Green Ideas in Business

During the 1990's a view that the understanding and management of environmental issues is a prerequisite for and inseparable from business success has taken root in an increasing number of organizations. In this study, this view is referred to as a business-driven ideology which contains views of what the present situation is like, what the goal is, and what the means for reaching this goal are. The study examines how elements of such an ideology were transmitted with the desired effect to institutionalize the ideology in Electrolux, a large Swedish appliance manufacturer. The empirical research was conducted through 13 months of participation in the daily work of environmental "specialists" and general managers.
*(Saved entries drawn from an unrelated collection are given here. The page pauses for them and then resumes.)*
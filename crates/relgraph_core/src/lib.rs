//! Core relationship graph engine for relgraph.
//! Normalized records, bidirectional relationships and local edit rollback
//! live here; transport and persistence stay with external collaborators.

pub mod adapter;
pub mod config;
pub mod logging;
pub mod model;
pub mod notify;
pub mod payload;
pub mod relationship;
pub mod schema;
pub mod store;

pub use adapter::{Adapter, AdapterError, AdapterResult, LinkPayload};
pub use config::{ConfigError, ConfigResult, StoreConfig};
pub use logging::{default_log_level, init_logging, logging_status};
pub use model::key::RecordKey;
pub use model::lifecycle::{LifecycleError, LifecycleEvent, LifecycleState};
pub use model::record::Record;
pub use notify::{ChangedProperty, Notification, ObserverId};
pub use payload::{
    Document, EntityPayload, RelationshipData, RelationshipPayload, ResourceIdentifier,
};
pub use relationship::resolution::{FetchError, RelatedValue, RelationshipHandle};
pub use relationship::Relationship;
pub use schema::definition::{ModelDef, RelationshipDef, RelationshipKind};
pub use schema::{ResolvedRelationship, Schema, SchemaError, SchemaResult};
pub use store::{ManyArray, Store, StoreError, StoreResult};

/// Returns the core crate version.
pub fn core_version() -> &'static str {
    env!("CARGO_PKG_VERSION")
}

#[cfg(test)]
mod tests {
    use super::core_version;

    #[test]
    fn version_is_not_empty() {
        assert!(!core_version().is_empty());
    }
}
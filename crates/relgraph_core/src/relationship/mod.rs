//! Relationship state objects.
//!
//! # Responsibility
//! - Track canonical membership and local overlays for one relationship
//!   field of one record.
//! - Hold per-relationship fetch metadata (link, loaded flag, fetch cell).
//!
//! # Invariants
//! - Relationships only store `RecordKey`s; they never own other records.
//! - Primitives here touch one side only. Keeping both sides consistent is
//!   the store's propagation job.

pub mod belongs_to;
pub mod has_many;
pub mod resolution;

use crate::model::key::RecordKey;
use crate::schema::definition::RelationshipKind;
use belongs_to::BelongsTo;
use has_many::HasMany;
use resolution::FetchCell;

/// Metadata shared by both relationship variants.
#[derive(Debug, Default)]
pub struct RelationshipMeta {
    pub(crate) link: Option<String>,
    pub(crate) has_loaded: bool,
    pub(crate) has_data: bool,
    pub(crate) is_async: bool,
    pub(crate) fetch: FetchCell,
}

impl RelationshipMeta {
    pub(crate) fn new(is_async: bool) -> Self {
        Self {
            is_async,
            ..Self::default()
        }
    }

    /// Remote locator for lazily fetching this relationship.
    pub fn link(&self) -> Option<&str> {
        self.link.as_deref()
    }

    /// Whether an async fetch has completed for this relationship.
    pub fn has_loaded(&self) -> bool {
        self.has_loaded
    }

    /// Whether canonical data has ever been received.
    pub fn has_data(&self) -> bool {
        self.has_data
    }

    pub fn is_async(&self) -> bool {
        self.is_async
    }

    pub fn is_fetch_pending(&self) -> bool {
        self.fetch.is_pending()
    }
}

/// One relationship field of one record.
#[derive(Debug)]
pub enum Relationship {
    BelongsTo(BelongsTo),
    HasMany(HasMany),
}

impl Relationship {
    pub(crate) fn new(kind: RelationshipKind, is_async: bool) -> Self {
        let meta = RelationshipMeta::new(is_async);
        match kind {
            RelationshipKind::BelongsTo => Self::BelongsTo(BelongsTo::new(meta)),
            RelationshipKind::HasMany => Self::HasMany(HasMany::new(meta)),
        }
    }

    pub fn kind(&self) -> RelationshipKind {
        match self {
            Self::BelongsTo(_) => RelationshipKind::BelongsTo,
            Self::HasMany(_) => RelationshipKind::HasMany,
        }
    }

    pub fn meta(&self) -> &RelationshipMeta {
        match self {
            Self::BelongsTo(rel) => &rel.meta,
            Self::HasMany(rel) => &rel.meta,
        }
    }

    pub(crate) fn meta_mut(&mut self) -> &mut RelationshipMeta {
        match self {
            Self::BelongsTo(rel) => &mut rel.meta,
            Self::HasMany(rel) => &mut rel.meta,
        }
    }

    pub fn is_dirty(&self) -> bool {
        match self {
            Self::BelongsTo(rel) => rel.is_dirty(),
            Self::HasMany(rel) => rel.is_dirty(),
        }
    }

    pub fn as_belongs_to(&self) -> Option<&BelongsTo> {
        match self {
            Self::BelongsTo(rel) => Some(rel),
            Self::HasMany(_) => None,
        }
    }

    pub fn as_has_many(&self) -> Option<&HasMany> {
        match self {
            Self::HasMany(rel) => Some(rel),
            Self::BelongsTo(_) => None,
        }
    }

    pub(crate) fn as_belongs_to_mut(&mut self) -> Option<&mut BelongsTo> {
        match self {
            Self::BelongsTo(rel) => Some(rel),
            Self::HasMany(_) => None,
        }
    }

    pub(crate) fn as_has_many_mut(&mut self) -> Option<&mut HasMany> {
        match self {
            Self::HasMany(rel) => Some(rel),
            Self::BelongsTo(_) => None,
        }
    }

    /// Removes `member` from canonical and local state on this side only.
    pub(crate) fn forget(&mut self, member: &RecordKey) -> bool {
        match self {
            Self::BelongsTo(rel) => rel.forget(member),
            Self::HasMany(rel) => rel.forget(member),
        }
    }

    pub(crate) fn references(&self, member: &RecordKey) -> bool {
        match self {
            Self::BelongsTo(rel) => rel.references(member),
            Self::HasMany(rel) => rel.references(member),
        }
    }

    /// Every key referenced by canonical or local state.
    pub(crate) fn referenced(&self) -> Vec<RecordKey> {
        match self {
            Self::BelongsTo(rel) => rel.referenced(),
            Self::HasMany(rel) => rel.referenced(),
        }
    }
}

#[cfg(test)]
mod tests {
    use super::Relationship;
    use crate::model::key::RecordKey;
    use crate::schema::definition::RelationshipKind;

    #[test]
    fn variants_share_meta_and_dirtiness() {
        let mut rel = Relationship::new(RelationshipKind::HasMany, true);
        assert!(rel.meta().is_async());
        assert!(!rel.meta().has_loaded());
        rel.as_has_many_mut()
            .expect("has-many variant")
            .add_local(RecordKey::new("topic", "1"));
        assert!(rel.is_dirty());
        assert!(rel.references(&RecordKey::new("topic", "1")));
        assert!(rel.forget(&RecordKey::new("topic", "1")));
        assert!(!rel.is_dirty());
        assert!(rel.as_belongs_to().is_none());
    }
}
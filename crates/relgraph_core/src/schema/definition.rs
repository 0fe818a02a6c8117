//! Declarative model and relationship definitions.
//!
//! # Responsibility
//! - Describe models (attributes + relationship fields) before validation.
//! - Decode the same shape from JSON configuration.
//!
//! # Invariants
//! - Definitions are inert data; `Schema::build` is the only validator.

use serde::{Deserialize, Deserializer, Serialize};
use std::collections::BTreeMap;

/// Relationship cardinality on the declaring side.
#[derive(Debug, Clone, Copy, PartialEq, Eq, Hash, Serialize, Deserialize)]
#[serde(rename_all = "snake_case")]
pub enum RelationshipKind {
    /// Single optional reference.
    BelongsTo,
    /// Ordered set of references.
    HasMany,
}

impl RelationshipKind {
    pub fn as_str(self) -> &'static str {
        match self {
            Self::BelongsTo => "belongs_to",
            Self::HasMany => "has_many",
        }
    }
}

/// Inverse declaration of one relationship field.
///
/// JSON form: key absent -> `Infer`, `null` -> `NoInverse`, string -> `Named`.
#[derive(Debug, Clone, PartialEq, Eq, Default)]
pub enum InverseDecl {
    /// Look for a unique matching field on the target model.
    #[default]
    Infer,
    /// Explicit inverse field name on the target model.
    Named(String),
    /// Explicitly inverse-less; propagation is a no-op.
    NoInverse,
}

/// One relationship field declaration.
#[derive(Debug, Clone, PartialEq, Eq, Deserialize)]
pub struct RelationshipDef {
    pub kind: RelationshipKind,
    /// Target model name.
    pub target: String,
    #[serde(default, deserialize_with = "deserialize_inverse")]
    pub inverse: InverseDecl,
    /// `None` falls back to the schema-wide default.
    #[serde(default, rename = "async")]
    pub is_async: Option<bool>,
}

impl RelationshipDef {
    pub fn belongs_to(target: impl Into<String>) -> Self {
        Self {
            kind: RelationshipKind::BelongsTo,
            target: target.into(),
            inverse: InverseDecl::Infer,
            is_async: None,
        }
    }

    pub fn has_many(target: impl Into<String>) -> Self {
        Self {
            kind: RelationshipKind::HasMany,
            target: target.into(),
            inverse: InverseDecl::Infer,
            is_async: None,
        }
    }

    pub fn inverse(mut self, field: impl Into<String>) -> Self {
        self.inverse = InverseDecl::Named(field.into());
        self
    }

    pub fn no_inverse(mut self) -> Self {
        self.inverse = InverseDecl::NoInverse;
        self
    }

    pub fn asynchronous(mut self, is_async: bool) -> Self {
        self.is_async = Some(is_async);
        self
    }
}

/// Model declaration: attribute names plus relationship fields.
#[derive(Debug, Clone, PartialEq, Eq, Deserialize)]
pub struct ModelDef {
    pub name: String,
    #[serde(default)]
    pub attributes: Vec<String>,
    #[serde(default)]
    pub relationships: BTreeMap<String, RelationshipDef>,
}

impl ModelDef {
    pub fn new(name: impl Into<String>) -> Self {
        Self {
            name: name.into(),
            attributes: Vec::new(),
            relationships: BTreeMap::new(),
        }
    }

    pub fn attribute(mut self, name: impl Into<String>) -> Self {
        self.attributes.push(name.into());
        self
    }

    pub fn relationship(mut self, field: impl Into<String>, def: RelationshipDef) -> Self {
        self.relationships.insert(field.into(), def);
        self
    }
}

fn deserialize_inverse<'de, D>(deserializer: D) -> Result<InverseDecl, D::Error>
where
    D: Deserializer<'de>,
{
    // Only called when the key is present; absence is handled by `default`.
    let value = Option::<String>::deserialize(deserializer)?;
    Ok(match value {
        Some(name) => InverseDecl::Named(name),
        None => InverseDecl::NoInverse,
    })
}

#[cfg(test)]
mod tests {
    use super::{InverseDecl, ModelDef, RelationshipKind};

    #[test]
    fn inverse_key_is_tri_state() {
        let model: ModelDef = serde_json::from_value(serde_json::json!({
            "name": "user",
            "attributes": ["name"],
            "relationships": {
                "topics": { "kind": "has_many", "target": "topic" },
                "accounts": { "kind": "has_many", "target": "account", "inverse": "owner" },
                "friends": { "kind": "has_many", "target": "user", "inverse": null, "async": false }
            }
        }))
        .unwrap();

        assert_eq!(model.relationships["topics"].inverse, InverseDecl::Infer);
        assert_eq!(
            model.relationships["accounts"].inverse,
            InverseDecl::Named("owner".to_string())
        );
        assert_eq!(model.relationships["friends"].inverse, InverseDecl::NoInverse);
        assert_eq!(model.relationships["friends"].is_async, Some(false));
        assert_eq!(model.relationships["topics"].kind, RelationshipKind::HasMany);
        assert_eq!(model.relationships["topics"].is_async, None);
    }
}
The business-driven ideology emerged from a variety of ideas triggered by a number of pressures and experiences which then gave rise to the ideology. The ideology filled the function of both coupling and decoupling the management of different institutional demands, and was propagated in the company by "ideology proxies". The difficulty of the task faced by the environmental specialists was that their co-workers did not represent a homogenous set of ideas as to how a relationship between environmental concerns and business consideration should be formed, but rather a polyphony of different ideas of how to view environmental issues and work with them. In order to homogenize such views, environmental specialists initiated a change program. This change program aimed at encouraging the organization members to join a "thought world" where the business-environment relationship was seen as obvious and potentially good for business. The elements of the ideology were propagated thoughout the organization on different fora. Depending on the forum, different elements of the ideology were put forward, and the use of arguments differed accordingly. In their efforts to institutionalize the ideology, proxies drew upon other, already institutionalized discourses, such as Market, Nature and Management. The thesis illustrates the complex relationship between a planned institutionalization, concentrated on a specific company, and the uncontrolled process of institutionalization taking place in the wider context.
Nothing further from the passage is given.